**Your task:**
What is needed is every line of the material that contains "Duration".

··· Data ···

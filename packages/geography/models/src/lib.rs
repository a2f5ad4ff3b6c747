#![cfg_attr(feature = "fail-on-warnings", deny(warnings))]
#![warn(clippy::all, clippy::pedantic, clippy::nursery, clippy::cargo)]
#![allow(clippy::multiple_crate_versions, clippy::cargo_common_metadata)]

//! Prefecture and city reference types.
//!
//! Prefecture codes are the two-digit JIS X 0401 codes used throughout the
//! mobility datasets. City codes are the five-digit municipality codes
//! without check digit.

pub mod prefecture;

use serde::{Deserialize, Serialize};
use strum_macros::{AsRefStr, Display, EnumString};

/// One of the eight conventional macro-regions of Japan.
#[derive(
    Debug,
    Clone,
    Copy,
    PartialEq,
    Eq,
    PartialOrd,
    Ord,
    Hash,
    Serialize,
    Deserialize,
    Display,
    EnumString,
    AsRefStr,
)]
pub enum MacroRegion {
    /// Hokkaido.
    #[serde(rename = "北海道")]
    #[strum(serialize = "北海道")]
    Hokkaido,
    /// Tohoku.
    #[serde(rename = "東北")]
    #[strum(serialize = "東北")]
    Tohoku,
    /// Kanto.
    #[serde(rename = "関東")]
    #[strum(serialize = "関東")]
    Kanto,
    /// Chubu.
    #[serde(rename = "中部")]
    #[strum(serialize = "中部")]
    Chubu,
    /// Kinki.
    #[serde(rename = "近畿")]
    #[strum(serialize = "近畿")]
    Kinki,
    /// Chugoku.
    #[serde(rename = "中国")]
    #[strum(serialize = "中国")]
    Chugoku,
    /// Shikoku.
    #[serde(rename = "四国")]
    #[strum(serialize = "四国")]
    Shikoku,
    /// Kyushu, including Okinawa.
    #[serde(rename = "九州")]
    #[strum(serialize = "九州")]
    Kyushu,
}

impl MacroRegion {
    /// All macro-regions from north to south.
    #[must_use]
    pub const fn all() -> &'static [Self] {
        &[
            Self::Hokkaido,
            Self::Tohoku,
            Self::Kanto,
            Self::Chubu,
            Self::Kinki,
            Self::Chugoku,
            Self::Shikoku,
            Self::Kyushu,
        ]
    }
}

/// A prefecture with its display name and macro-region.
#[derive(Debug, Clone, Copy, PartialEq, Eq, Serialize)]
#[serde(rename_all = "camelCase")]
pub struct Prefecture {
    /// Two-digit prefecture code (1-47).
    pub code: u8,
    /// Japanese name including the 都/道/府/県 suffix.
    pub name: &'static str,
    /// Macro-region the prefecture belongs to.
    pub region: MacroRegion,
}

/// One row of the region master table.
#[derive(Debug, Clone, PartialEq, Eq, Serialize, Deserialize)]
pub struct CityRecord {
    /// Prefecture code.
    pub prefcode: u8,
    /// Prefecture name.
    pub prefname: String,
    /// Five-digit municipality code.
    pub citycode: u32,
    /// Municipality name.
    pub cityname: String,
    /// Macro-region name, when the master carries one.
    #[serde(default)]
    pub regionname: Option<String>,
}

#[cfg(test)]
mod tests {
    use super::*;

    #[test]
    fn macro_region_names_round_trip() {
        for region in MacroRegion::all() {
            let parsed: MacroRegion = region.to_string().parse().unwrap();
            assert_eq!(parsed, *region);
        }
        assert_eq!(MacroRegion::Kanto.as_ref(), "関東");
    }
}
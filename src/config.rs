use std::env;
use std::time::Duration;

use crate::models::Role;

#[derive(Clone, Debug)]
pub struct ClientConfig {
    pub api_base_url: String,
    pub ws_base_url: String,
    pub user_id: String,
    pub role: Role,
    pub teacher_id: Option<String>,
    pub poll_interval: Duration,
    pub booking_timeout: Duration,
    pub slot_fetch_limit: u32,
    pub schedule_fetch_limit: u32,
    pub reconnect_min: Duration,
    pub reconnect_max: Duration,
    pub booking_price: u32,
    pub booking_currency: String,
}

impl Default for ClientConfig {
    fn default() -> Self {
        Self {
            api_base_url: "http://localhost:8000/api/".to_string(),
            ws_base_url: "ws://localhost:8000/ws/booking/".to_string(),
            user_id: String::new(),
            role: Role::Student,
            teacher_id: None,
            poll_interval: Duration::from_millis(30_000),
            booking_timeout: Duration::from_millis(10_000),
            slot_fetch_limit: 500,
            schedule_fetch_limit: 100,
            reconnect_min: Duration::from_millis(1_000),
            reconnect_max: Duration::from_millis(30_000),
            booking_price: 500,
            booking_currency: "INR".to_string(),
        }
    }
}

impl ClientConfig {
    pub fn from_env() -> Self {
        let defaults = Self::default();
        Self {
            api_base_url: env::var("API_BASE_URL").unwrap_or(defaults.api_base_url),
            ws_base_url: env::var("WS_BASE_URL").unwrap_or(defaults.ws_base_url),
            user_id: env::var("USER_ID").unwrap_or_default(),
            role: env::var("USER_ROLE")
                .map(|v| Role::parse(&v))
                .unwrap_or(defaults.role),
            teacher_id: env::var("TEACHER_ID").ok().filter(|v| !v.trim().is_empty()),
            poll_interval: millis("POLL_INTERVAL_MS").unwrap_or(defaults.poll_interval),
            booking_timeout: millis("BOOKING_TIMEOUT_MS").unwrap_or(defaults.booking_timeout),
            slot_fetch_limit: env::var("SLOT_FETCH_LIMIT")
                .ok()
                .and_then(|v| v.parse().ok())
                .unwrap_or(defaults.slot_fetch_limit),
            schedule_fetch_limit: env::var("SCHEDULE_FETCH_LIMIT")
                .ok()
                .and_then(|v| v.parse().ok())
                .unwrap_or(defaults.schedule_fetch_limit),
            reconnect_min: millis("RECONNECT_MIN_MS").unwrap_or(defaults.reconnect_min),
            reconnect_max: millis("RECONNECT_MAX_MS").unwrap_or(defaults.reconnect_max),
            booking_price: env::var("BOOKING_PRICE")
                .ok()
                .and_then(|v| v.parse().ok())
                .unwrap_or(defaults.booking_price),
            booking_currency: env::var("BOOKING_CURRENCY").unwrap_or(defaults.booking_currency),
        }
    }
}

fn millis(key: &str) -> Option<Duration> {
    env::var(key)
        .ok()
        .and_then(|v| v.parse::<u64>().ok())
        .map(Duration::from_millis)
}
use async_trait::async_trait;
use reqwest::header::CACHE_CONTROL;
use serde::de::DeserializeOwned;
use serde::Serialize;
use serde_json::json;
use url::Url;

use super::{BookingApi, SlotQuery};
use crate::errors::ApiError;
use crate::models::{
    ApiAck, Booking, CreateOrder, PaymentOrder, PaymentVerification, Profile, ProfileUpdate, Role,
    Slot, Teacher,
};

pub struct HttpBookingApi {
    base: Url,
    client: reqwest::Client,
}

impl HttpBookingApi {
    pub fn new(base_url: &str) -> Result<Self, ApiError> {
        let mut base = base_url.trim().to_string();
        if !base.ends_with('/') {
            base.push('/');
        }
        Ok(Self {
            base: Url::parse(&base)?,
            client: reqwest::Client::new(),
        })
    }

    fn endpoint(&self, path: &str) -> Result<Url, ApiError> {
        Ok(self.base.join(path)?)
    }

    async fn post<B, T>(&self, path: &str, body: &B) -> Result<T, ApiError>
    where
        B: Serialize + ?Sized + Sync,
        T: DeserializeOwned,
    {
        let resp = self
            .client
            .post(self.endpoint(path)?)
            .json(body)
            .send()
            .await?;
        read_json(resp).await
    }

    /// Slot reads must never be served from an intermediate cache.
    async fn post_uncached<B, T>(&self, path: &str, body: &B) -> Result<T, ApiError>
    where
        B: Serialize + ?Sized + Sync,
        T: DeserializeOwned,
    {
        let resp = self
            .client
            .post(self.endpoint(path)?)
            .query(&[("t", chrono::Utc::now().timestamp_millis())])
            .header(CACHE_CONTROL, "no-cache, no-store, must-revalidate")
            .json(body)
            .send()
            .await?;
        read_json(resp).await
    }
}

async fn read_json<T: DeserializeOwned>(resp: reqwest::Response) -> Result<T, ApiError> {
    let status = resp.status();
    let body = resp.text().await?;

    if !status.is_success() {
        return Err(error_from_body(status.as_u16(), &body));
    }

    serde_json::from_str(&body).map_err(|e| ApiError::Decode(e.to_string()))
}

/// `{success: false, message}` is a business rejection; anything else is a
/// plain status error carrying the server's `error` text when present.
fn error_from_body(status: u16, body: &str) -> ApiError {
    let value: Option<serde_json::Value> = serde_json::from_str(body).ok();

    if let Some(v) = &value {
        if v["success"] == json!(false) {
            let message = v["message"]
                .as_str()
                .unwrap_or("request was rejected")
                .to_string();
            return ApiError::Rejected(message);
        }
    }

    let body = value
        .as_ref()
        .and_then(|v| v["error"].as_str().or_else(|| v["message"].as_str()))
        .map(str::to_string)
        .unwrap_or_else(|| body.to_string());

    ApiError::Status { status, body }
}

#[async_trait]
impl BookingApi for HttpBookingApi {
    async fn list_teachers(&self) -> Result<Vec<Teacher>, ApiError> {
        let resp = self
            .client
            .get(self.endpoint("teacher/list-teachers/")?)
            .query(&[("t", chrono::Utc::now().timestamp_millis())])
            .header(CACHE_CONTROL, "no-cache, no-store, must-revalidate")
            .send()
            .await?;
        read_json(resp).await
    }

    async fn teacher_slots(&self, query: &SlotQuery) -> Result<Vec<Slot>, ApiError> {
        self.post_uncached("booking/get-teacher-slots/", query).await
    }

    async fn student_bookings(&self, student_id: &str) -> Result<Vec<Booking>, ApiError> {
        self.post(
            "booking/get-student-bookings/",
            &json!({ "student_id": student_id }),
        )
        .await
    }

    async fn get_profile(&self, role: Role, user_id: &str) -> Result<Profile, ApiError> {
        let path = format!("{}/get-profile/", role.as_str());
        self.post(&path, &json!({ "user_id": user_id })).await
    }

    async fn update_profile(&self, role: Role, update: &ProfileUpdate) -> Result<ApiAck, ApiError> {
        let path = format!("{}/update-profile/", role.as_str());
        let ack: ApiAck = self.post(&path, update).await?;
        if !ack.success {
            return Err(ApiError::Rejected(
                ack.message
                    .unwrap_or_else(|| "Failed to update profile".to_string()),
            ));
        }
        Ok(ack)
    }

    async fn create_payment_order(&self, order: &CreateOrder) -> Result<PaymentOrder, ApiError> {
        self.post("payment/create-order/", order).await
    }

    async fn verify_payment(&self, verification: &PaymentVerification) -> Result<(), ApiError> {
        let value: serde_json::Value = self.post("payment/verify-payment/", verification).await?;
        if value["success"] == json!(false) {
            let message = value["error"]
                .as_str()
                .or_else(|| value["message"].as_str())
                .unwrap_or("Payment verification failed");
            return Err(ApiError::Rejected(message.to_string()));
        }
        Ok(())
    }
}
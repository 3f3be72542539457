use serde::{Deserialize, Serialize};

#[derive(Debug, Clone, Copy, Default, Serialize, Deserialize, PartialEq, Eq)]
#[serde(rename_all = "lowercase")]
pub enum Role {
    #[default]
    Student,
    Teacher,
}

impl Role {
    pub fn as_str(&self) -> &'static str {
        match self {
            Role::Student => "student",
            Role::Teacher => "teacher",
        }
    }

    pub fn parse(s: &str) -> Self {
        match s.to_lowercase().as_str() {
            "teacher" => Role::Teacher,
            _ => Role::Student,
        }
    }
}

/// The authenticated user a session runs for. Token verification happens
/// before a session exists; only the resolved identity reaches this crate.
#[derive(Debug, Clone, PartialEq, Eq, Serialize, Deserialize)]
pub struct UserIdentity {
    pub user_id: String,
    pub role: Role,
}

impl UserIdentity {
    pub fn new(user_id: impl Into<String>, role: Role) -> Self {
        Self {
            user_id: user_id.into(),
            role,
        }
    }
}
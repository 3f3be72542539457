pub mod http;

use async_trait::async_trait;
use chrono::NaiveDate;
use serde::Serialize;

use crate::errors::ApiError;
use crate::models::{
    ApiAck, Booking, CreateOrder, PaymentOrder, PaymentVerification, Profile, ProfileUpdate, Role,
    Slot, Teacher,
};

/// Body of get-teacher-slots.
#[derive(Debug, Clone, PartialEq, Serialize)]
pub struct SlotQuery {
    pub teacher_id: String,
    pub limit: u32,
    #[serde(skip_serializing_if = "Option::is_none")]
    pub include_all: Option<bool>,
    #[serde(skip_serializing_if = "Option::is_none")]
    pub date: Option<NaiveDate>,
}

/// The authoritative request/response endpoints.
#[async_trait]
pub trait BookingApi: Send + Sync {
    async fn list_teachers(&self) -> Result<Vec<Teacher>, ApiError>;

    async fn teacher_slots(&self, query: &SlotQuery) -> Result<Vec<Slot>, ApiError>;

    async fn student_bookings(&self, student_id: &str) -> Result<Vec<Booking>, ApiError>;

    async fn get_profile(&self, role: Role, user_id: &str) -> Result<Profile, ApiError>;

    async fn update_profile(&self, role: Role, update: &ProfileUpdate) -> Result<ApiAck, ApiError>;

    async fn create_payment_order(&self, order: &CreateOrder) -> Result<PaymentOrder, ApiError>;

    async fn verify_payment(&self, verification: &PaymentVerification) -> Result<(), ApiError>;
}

···

**Written response:**
use std::time::Duration;
    pub poll_interval: Duration,
    pub booking_timeout: Duration,
    pub reconnect_min: Duration,
    pub reconnect_max: Duration,
            poll_interval: Duration::from_millis(30_000),
            booking_timeout: Duration::from_millis(10_000),
            reconnect_min: Duration::from_millis(1_000),
            reconnect_max: Duration::from_millis(30_000),
fn millis(key: &str) -> Option<Duration> {
        .map(Duration::from_millis)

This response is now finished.